McKellaston, in addition to serving as vice chair of the House of Deputies’ Committee on the State of the Church, was chair of the deputies’ Governance & Structure Committee. For the most part, her committee was able to schedule its meetings at times that were convenient to its members, and she was encouraged by the strong public participation in the committee’s hearings.

Though, when the presiding officers made the decision in May 2022 to shorten the in-person gathering from eight to four days, it forced her committee and others to scramble to complete their work so they wouldn’t have to hold committee meetings or hearings in Baltimore. Even so, she is confident that the process will be improved for the 81st General Convention in Louisville.

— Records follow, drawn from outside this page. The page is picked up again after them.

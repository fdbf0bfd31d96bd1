// SPDX-License-Identifier: AGPL-3.0-or-later
// Copyright (c) 2025 ReifyDB

use std::{cmp::Ordering, collections::HashSet};

use prism_type::{
	ColumnData, Error, Result, Type, Value, error::diagnostic::view::invalid_filter, return_error,
};

use crate::{Filter, FilterOperator};

/// A filter bound to a source column with its operand decoded to the column type.
#[derive(Debug)]
pub(crate) struct Predicate {
	column: usize,
	operator: FilterOperator,
	operand: Operand,
}

#[derive(Debug)]
enum Operand {
	Single(Value),
	Set(HashSet<Value>),
}

impl Predicate {
	pub(crate) fn compile(filter: &Filter, column: usize, ty: Type) -> Result<Self> {
		let name = filter.column.as_str();
		let operator = filter.operator;
		let decode = |json: &serde_json::Value| -> Result<Value> {
			Value::from_json(name, ty, json)
				.map_err(|e| Error(invalid_filter(name, operator.as_str(), format!("operand {}", e.message))))
		};

		let operand = match operator {
			FilterOperator::Contains => {
				if ty != Type::Utf8 {
					return_error!(invalid_filter(name, operator.as_str(), format!("not defined for {} columns", ty)));
				}
				Operand::Single(decode(&filter.value)?)
			}
			FilterOperator::In => {
				let Some(items) = filter.value.as_array() else {
					return_error!(invalid_filter(name, operator.as_str(), "operand must be an array"));
				};
				let mut set = HashSet::with_capacity(items.len());
				for item in items {
					set.insert(decode(item)?);
				}
				Operand::Set(set)
			}
			op if op.is_ordering() && ty == Type::Boolean => {
				return_error!(invalid_filter(name, operator.as_str(), "booleans are not ordered"));
			}
			_ => Operand::Single(decode(&filter.value)?),
		};

		Ok(Self {
			column,
			operator,
			operand,
		})
	}

	pub(crate) fn matches(&self, columns: &[ColumnData], row: usize) -> bool {
		let value = columns[self.column].get_value(row);

		match (&self.operand, self.operator) {
			(Operand::Set(set), _) => set.contains(&value),
			(Operand::Single(operand), FilterOperator::Equal) => value == *operand,
			(Operand::Single(operand), FilterOperator::NotEqual) => value != *operand,
			(Operand::Single(operand), FilterOperator::LessThan) => value.partial_cmp(operand) == Some(Ordering::Less),
			(Operand::Single(operand), FilterOperator::LessThanOrEqual) => {
				matches!(value.partial_cmp(operand), Some(Ordering::Less | Ordering::Equal))
			}
			(Operand::Single(operand), FilterOperator::GreaterThan) => {
				value.partial_cmp(operand) == Some(Ordering::Greater)
			}
			(Operand::Single(operand), FilterOperator::GreaterThanOrEqual) => {
				matches!(value.partial_cmp(operand), Some(Ordering::Greater | Ordering::Equal))
			}
			(Operand::Single(Value::Utf8(needle)), FilterOperator::Contains) => {
				matches!(&value, Value::Utf8(haystack) if haystack.contains(needle.as_str()))
			}
			(Operand::Single(_), _) => false,
		}
	}
}

/// Row positions in `0..row_count` that satisfy every predicate.
pub(crate) fn select(predicates: &[Predicate], columns: &[ColumnData], row_count: usize) -> Vec<usize> {
	(0..row_count).filter(|&row| predicates.iter().all(|p| p.matches(columns, row))).collect()
}
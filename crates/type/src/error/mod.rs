// SPDX-License-Identifier: AGPL-3.0-or-later
// Copyright (c) 2025 ReifyDB

use std::{
	fmt::{Display, Formatter},
	ops::{Deref, DerefMut},
};

pub mod diagnostic;
mod kind;
mod r#macro;

pub use diagnostic::Diagnostic;
pub use kind::ErrorKind;

#[derive(Debug, Clone, PartialEq)]
pub struct Error(pub Diagnostic);

pub type Result<T> = std::result::Result<T, Error>;

impl Deref for Error {
	type Target = Diagnostic;

	fn deref(&self) -> &Self::Target {
		&self.0
	}
}

impl DerefMut for Error {
	fn deref_mut(&mut self) -> &mut Self::Target {
		&mut self.0
	}
}

impl Display for Error {
	fn fmt(&self, f: &mut Formatter<'_>) -> std::fmt::Result {
		Display::fmt(&self.0, f)
	}
}

impl Error {
	pub fn diagnostic(self) -> Diagnostic {
		self.0
	}

	pub fn kind(&self) -> ErrorKind {
		self.0.kind()
	}
}

impl std::error::Error for Error {}

impl From<Diagnostic> for Error {
	fn from(diagnostic: Diagnostic) -> Self {
		Error(diagnostic)
	}
}
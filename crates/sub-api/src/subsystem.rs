// SPDX-License-Identifier: AGPL-3.0-or-later
// Copyright (c) 2025 ReifyDB

use std::{
	any::Any,
	fmt::{self, Display, Formatter},
};

use async_trait::async_trait;

/// A long-running part of the server with an explicit start and shutdown.
#[async_trait]
pub trait Subsystem: Send + Sync + Any {
	fn name(&self) -> &'static str;

	/// Starts the subsystem. Starting a running subsystem succeeds without effect.
	async fn start(&mut self) -> prism_type::Result<()>;

	/// Stops the subsystem and waits for its work to drain. Idempotent.
	async fn shutdown(&mut self) -> prism_type::Result<()>;

	fn is_running(&self) -> bool;

	fn health_status(&self) -> HealthStatus;

	fn as_any(&self) -> &dyn Any;

	fn as_any_mut(&mut self) -> &mut dyn Any;
}

#[derive(Debug, Clone, PartialEq, Eq)]
pub enum HealthStatus {
	Healthy,
	Warning {
		description: String,
	},
	Degraded {
		description: String,
	},
	Failed {
		description: String,
	},
	Unknown,
}

impl HealthStatus {
	pub fn is_healthy(&self) -> bool {
		matches!(self, HealthStatus::Healthy)
	}

	pub fn is_failed(&self) -> bool {
		matches!(self, HealthStatus::Failed { .. })
	}
}

impl Display for HealthStatus {
	fn fmt(&self, f: &mut Formatter<'_>) -> fmt::Result {
		match self {
			HealthStatus::Healthy => f.write_str("healthy"),
			HealthStatus::Warning {
				description,
			} => write!(f, "warning: {}", description),
			HealthStatus::Degraded {
				description,
			} => write!(f, "degraded: {}", description),
			HealthStatus::Failed {
				description,
			} => write!(f, "failed: {}", description),
			HealthStatus::Unknown => f.write_str("unknown"),
		}
	}
}
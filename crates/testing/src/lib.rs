// SPDX-License-Identifier: AGPL-3.0-or-later
// Copyright (c) 2025 ReifyDB

pub mod fixture;
pub mod network;
pub mod util;

pub use util::wait::{wait_for, wait_for_blocking, wait_for_condition};
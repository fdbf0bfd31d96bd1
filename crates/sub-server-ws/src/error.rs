// SPDX-License-Identifier: AGPL-3.0-or-later
// Copyright (c) 2025 ReifyDB

use prism_type::error::diagnostic::session::transport_failure;
use thiserror::Error;
use tokio_tungstenite::tungstenite;

/// Failures of a single WebSocket connection. None of them affect other sessions.
#[derive(Debug, Error)]
pub enum ConnectionError {
	#[error("handshake failed: {0}")]
	Handshake(#[source] tungstenite::Error),

	#[error("websocket error: {0}")]
	WebSocket(#[from] tungstenite::Error),

	#[error("failed to encode message: {0}")]
	Encode(#[from] serde_json::Error),
}

impl From<ConnectionError> for prism_type::Error {
	fn from(err: ConnectionError) -> Self {
		prism_type::Error(transport_failure(err.to_string()))
	}
}
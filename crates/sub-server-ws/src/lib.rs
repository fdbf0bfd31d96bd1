// SPDX-License-Identifier: AGPL-3.0-or-later
// Copyright (c) 2025 ReifyDB

//! WebSocket server subsystem for Prism.
//!
//! Every connection is a viewer session. Clients create views over registered tables
//! and receive the initial snapshot followed by one `view_update` per applied batch.
//!
//! # Message Protocol
//!
//! Requests are JSON objects, responses echo their `id`:
//!
//! ```json
//! {"id": "1", "type": "create_view", "payload": {"table": "data_source_one", "config": {}}}
//! {"id": "1", "type": "view_created", "payload": {"view_id": 1, "snapshot": {...}}}
//! ```
//!
//! Server pushes (`view_update`, `error`, `session_closed`) carry `"id": null`.

mod config;
mod error;
pub mod handler;
pub mod protocol;
pub mod response;
pub mod session;
mod state;
pub mod subsystem;

pub use config::WsConfig;
pub use error::ConnectionError;
pub use handler::handle_connection;
pub use protocol::{
	CloseRequest, CreateViewRequest, GetSchemaRequest, ListTablesRequest, RemoveViewRequest, Request,
	RequestPayload, TableSizeRequest, UpdateRequest, ViewSnapshotRequest,
};
pub use response::{ErrorResponse, Response, ResponsePayload};
pub use session::{Mailbox, MailboxEvent, Session, SessionId, SessionRegistry, SessionState};
pub use state::WsState;
pub use subsystem::WsSubsystem;
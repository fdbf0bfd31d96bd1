// SPDX-License-Identifier: AGPL-3.0-or-later
// Copyright (c) 2025 ReifyDB

use std::{
	fmt::{self, Display, Formatter},
	sync::{
		Arc,
		atomic::{AtomicU64, Ordering},
	},
};

use parking_lot::RwLock;
use prism_type::TableVersion;

use crate::Columns;

#[derive(Debug, Copy, Clone, PartialEq, Eq, Hash, PartialOrd, Ord)]
pub struct ListenerId(pub u64);

impl Display for ListenerId {
	fn fmt(&self, f: &mut Formatter<'_>) -> fmt::Result {
		Display::fmt(&self.0, f)
	}
}

/// Notification of one applied batch.
#[derive(Debug, Clone)]
pub struct TableChange {
	pub table: Arc<str>,
	pub old_version: TableVersion,
	pub new_version: TableVersion,
	/// Table row index of the first row in `batch`.
	pub first_row: u64,
	pub batch: Arc<Columns>,
}

/// Receives a [`TableChange`] for every applied batch, in version order.
///
/// Called while the table's update feed is held: implementations must not block
/// and must not append to the same table.
pub trait TableListener: Send + Sync {
	fn on_change(&self, change: &TableChange);
}

impl<F> TableListener for F
where
	F: Fn(&TableChange) + Send + Sync,
{
	fn on_change(&self, change: &TableChange) {
		self(change)
	}
}

pub(crate) struct Listeners {
	next_id: AtomicU64,
	entries: RwLock<Vec<(ListenerId, Arc<dyn TableListener>)>>,
}

impl Listeners {
	pub(crate) fn new() -> Self {
		Self {
			next_id: AtomicU64::new(1),
			entries: RwLock::new(Vec::new()),
		}
	}

	pub(crate) fn add(&self, listener: Arc<dyn TableListener>) -> ListenerId {
		let id = ListenerId(self.next_id.fetch_add(1, Ordering::Relaxed));
		self.entries.write().push((id, listener));
		id
	}

	pub(crate) fn remove(&self, id: ListenerId) -> bool {
		let mut entries = self.entries.write();
		let before = entries.len();
		entries.retain(|(existing, _)| *existing != id);
		entries.len() != before
	}

	pub(crate) fn len(&self) -> usize {
		self.entries.read().len()
	}

	pub(crate) fn notify(&self, change: &TableChange) {
		let listeners: Vec<Arc<dyn TableListener>> =
			self.entries.read().iter().map(|(_, listener)| listener.clone()).collect();
		for listener in listeners {
			listener.on_change(change);
		}
	}
}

“I’m looking forward to the six-day approach, because I think it allows us to get our essential business done and have time to breathe and have more time to listen to each other,” she said.

Lawton, the California deputy and Consultation convener, acknowledged that no one is calling for a return to a General Convention that spans two weeks, and over four days in Baltimore last year, “there were good things that happened at this convention, under clearly adverse circumstances.”

The committees’ online advance work, though, only spread out the time commitment for bishops and deputies across several months, sometimes taking a toll on committee members, Lawton said. She also sees a need for extended in-person meetings because in the past they have offered the “opportunity to move forward” on issues like LGBTQ+ equality.

“We’re a leader as a Christian church on trans issues because we’ve had some of these debates and discussions over time. … That would not happen if we didn’t have that fulsome debate,” she said. “There is something to be said to being in the room.”